[Required work]: Set down the records again. Every word and mark must match exactly.

[Excerpted data]:

^^^^

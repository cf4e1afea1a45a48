use super::collaborators::{SegmentId, TransactionId};
use super::flags::{WriteFlag, WriteFlags};
use super::state::{EntryMetadata, InternalMetadata, Key, Value};
use std::fmt;
use std::sync::atomic::{AtomicU64, Ordering};

/// Site-local identity of a write command; doubles as its lock owner.
#[derive(Debug, Clone, Copy, PartialEq, Eq, Hash, PartialOrd, Ord)]
pub struct CommandId(pub u64);

impl fmt::Display for CommandId {
    fn fmt(&self, f: &mut fmt::Formatter<'_>) -> fmt::Result {
        write!(f, "cmd-{}", self.0)
    }
}

#[derive(Debug, Default)]
pub struct CommandIdGenerator {
    next: AtomicU64,
}

impl CommandIdGenerator {
    pub fn new() -> Self {
        Self::default()
    }

    pub fn next_id(&self) -> CommandId {
        CommandId(self.next.fetch_add(1, Ordering::Relaxed) + 1)
    }
}

/// A fully resolved put, as handed to the write pipeline.
#[derive(Debug, Clone, PartialEq, Eq)]
pub struct PutCommand {
    pub id: CommandId,
    pub key: Key,
    pub value: Value,
    pub segment: SegmentId,
    pub metadata: EntryMetadata,
    pub internal_metadata: InternalMetadata,
    pub flags: WriteFlags,
}

impl PutCommand {
    pub fn has_flag(&self, flag: WriteFlag) -> bool {
        self.flags.contains(flag)
    }

    pub fn key_lock_owner(&self) -> CommandId {
        self.id
    }
}

/// Write context bound to an open transaction.
#[derive(Debug, Clone, PartialEq, Eq)]
pub struct TxWriteContext {
    transaction: TransactionId,
    state_transfer_flag: Option<WriteFlag>,
}

impl TxWriteContext {
    pub fn new(transaction: TransactionId) -> Self {
        Self {
            transaction,
            state_transfer_flag: None,
        }
    }

    pub fn transaction(&self) -> TransactionId {
        self.transaction
    }

    pub fn set_state_transfer_flag(&mut self, flag: WriteFlag) {
        self.state_transfer_flag = Some(flag);
    }

    pub fn state_transfer_flag(&self) -> Option<WriteFlag> {
        self.state_transfer_flag
    }
}

/// Reusable context for one non-transactional key at a time.
#[derive(Debug, Clone, Default, PartialEq, Eq)]
pub struct SingleKeyWriteContext {
    lock_owner: Option<CommandId>,
    key: Option<Key>,
}

impl SingleKeyWriteContext {
    pub fn new() -> Self {
        Self::default()
    }

    pub fn set_lock_owner(&mut self, owner: CommandId) {
        self.lock_owner = Some(owner);
    }

    pub fn lock_owner(&self) -> Option<CommandId> {
        self.lock_owner
    }

    pub fn bind_key(&mut self, key: &[u8]) {
        match &mut self.key {
            Some(existing) => {
                existing.clear();
                existing.extend_from_slice(key);
            }
            None => self.key = Some(key.to_vec()),
        }
    }

    pub fn key(&self) -> Option<&[u8]> {
        self.key.as_deref()
    }

    /// Clears per-key state so the context can be reused for the next entry.
    pub fn reset(&mut self) {
        self.lock_owner = None;
        if let Some(key) = self.key.as_mut() {
            key.clear();
        }
    }

    pub fn is_reset(&self) -> bool {
        self.lock_owner.is_none() && self.key.as_ref().map_or(true, |key| key.is_empty())
    }
}

#[derive(Debug, Clone, PartialEq, Eq)]
pub enum WriteContext {
    Transactional(TxWriteContext),
    SingleKey(SingleKeyWriteContext),
}

impl WriteContext {
    pub fn is_transactional(&self) -> bool {
        matches!(self, WriteContext::Transactional(_))
    }

    pub fn transaction(&self) -> Option<TransactionId> {
        match self {
            WriteContext::Transactional(ctx) => Some(ctx.transaction()),
            WriteContext::SingleKey(_) => None,
        }
    }

    /// Binds a single-key context to the command about to run. Transactional
    /// contexts span many keys and are left alone.
    pub fn prepare_for(&mut self, put: &PutCommand) {
        if let WriteContext::SingleKey(ctx) = self {
            ctx.set_lock_owner(put.key_lock_owner());
            ctx.bind_key(&put.key);
        }
    }

    pub fn reset(&mut self) {
        if let WriteContext::SingleKey(ctx) = self {
            ctx.reset();
        }
    }
}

^^^^

[Response area]:
repository cf4e1afea1a45a48
use super::collaborators::{SegmentId, TransactionId};
use super::flags::{WriteFlag, WriteFlags};
use super::state::{EntryMetadata, InternalMetadata, Key, Value};
use std::fmt;
use std::sync::atomic::{AtomicU64, Ordering};

/// Site-local identity of a write command; doubles as its lock owner.
#[derive(Debug, Clone, Copy, PartialEq, Eq, Hash, PartialOrd, Ord)]
pub struct CommandId(pub u64);

impl fmt::Display for CommandId {
    fn fmt(&self, f: &mut fmt::Formatter<'_>) -> fmt::Result {
        write!(f, "cmd-{}", self.0)
    }
}

#[derive(Debug, Default)]
pub struct CommandIdGenerator {
    next: AtomicU64,
}

impl CommandIdGenerator {
    pub fn new() -> Self {
        Self::default()
    }

    pub fn next_id(&self) -> CommandId {
        CommandId(self.next.fetch_add(1, Ordering::Relaxed) + 1)
    }
}

/// A fully resolved put, as handed to the write pipeline.
#[derive(Debug, Clone, PartialEq, Eq)]
pub struct PutCommand {
    pub id: CommandId,
    pub key: Key,
    pub value: Value,
    pub segment: SegmentId,
    pub metadata: EntryMetadata,
    pub internal_metadata: InternalMetadata,
    pub flags: WriteFlags,
}

impl PutCommand {
    pub fn has_flag(&self, flag: WriteFlag) -> bool {
        self.flags.contains(flag)
    }

    pub fn key_lock_owner(&self) -> CommandId {
        self.id
    }
}

/// Write context bound to an open transaction.
#[derive(Debug, Clone, PartialEq, Eq)]
pub struct TxWriteContext {
    transaction: TransactionId,
    state_transfer_flag: Option<WriteFlag>,
}

impl TxWriteContext {
    pub fn new(transaction: TransactionId) -> Self {
        Self {
            transaction,
            state_transfer_flag: None,
        }
    }

    pub fn transaction(&self) -> TransactionId {
        self.transaction
    }

    pub fn set_state_transfer_flag(&mut self, flag: WriteFlag) {
        self.state_transfer_flag = Some(flag);
    }

    pub fn state_transfer_flag(&self) -> Option<WriteFlag> {
        self.state_transfer_flag
    }
}

/// Reusable context for one non-transactional key at a time.
#[derive(Debug, Clone, Default, PartialEq, Eq)]
pub struct SingleKeyWriteContext {
    lock_owner: Option<CommandId>,
    key: Option<Key>,
}

impl SingleKeyWriteContext {
    pub fn new() -> Self {
        Self::default()
    }

    pub fn set_lock_owner(&mut self, owner: CommandId) {
        self.lock_owner = Some(owner);
    }

    pub fn lock_owner(&self) -> Option<CommandId> {
        self.lock_owner
    }

    pub fn bind_key(&mut self, key: &[u8]) {
        match &mut self.key {
            Some(existing) => {
                existing.clear();
                existing.extend_from_slice(key);
            }
            None => self.key = Some(key.to_vec()),
        }
    }

    pub fn key(&self) -> Option<&[u8]> {
        self.key.as_deref()
    }

    /// Clears per-key state so the context can be reused for the next entry.
    pub fn reset(&mut self) {
        self.lock_owner = None;
        if let Some(key) = self.key.as_mut() {
            key.clear();
        }
    }

    pub fn is_reset(&self) -> bool {
        self.lock_owner.is_none() && self.key.as_ref().map_or(true, |key| key.is_empty())
    }
}

#[derive(Debug, Clone, PartialEq, Eq)]
pub enum WriteContext {
    Transactional(TxWriteContext),
    SingleKey(SingleKeyWriteContext),
}

impl WriteContext {
    pub fn is_transactional(&self) -> bool {
        matches!(self, WriteContext::Transactional(_))
    }

    pub fn transaction(&self) -> Option<TransactionId> {
        match self {
            WriteContext::Transactional(ctx) => Some(ctx.transaction()),
            WriteContext::SingleKey(_) => None,
        }
    }

    /// Binds a single-key context to the command about to run. Transactional
    /// contexts span many keys and are left alone.
    pub fn prepare_for(&mut self, put: &PutCommand) {
        if let WriteContext::SingleKey(ctx) = self {
            ctx.set_lock_owner(put.key_lock_owner());
            ctx.bind_key(&put.key);
        }
    }

    pub fn reset(&mut self) {
        if let WriteContext::SingleKey(ctx) = self {
            ctx.reset();
        }
    }
}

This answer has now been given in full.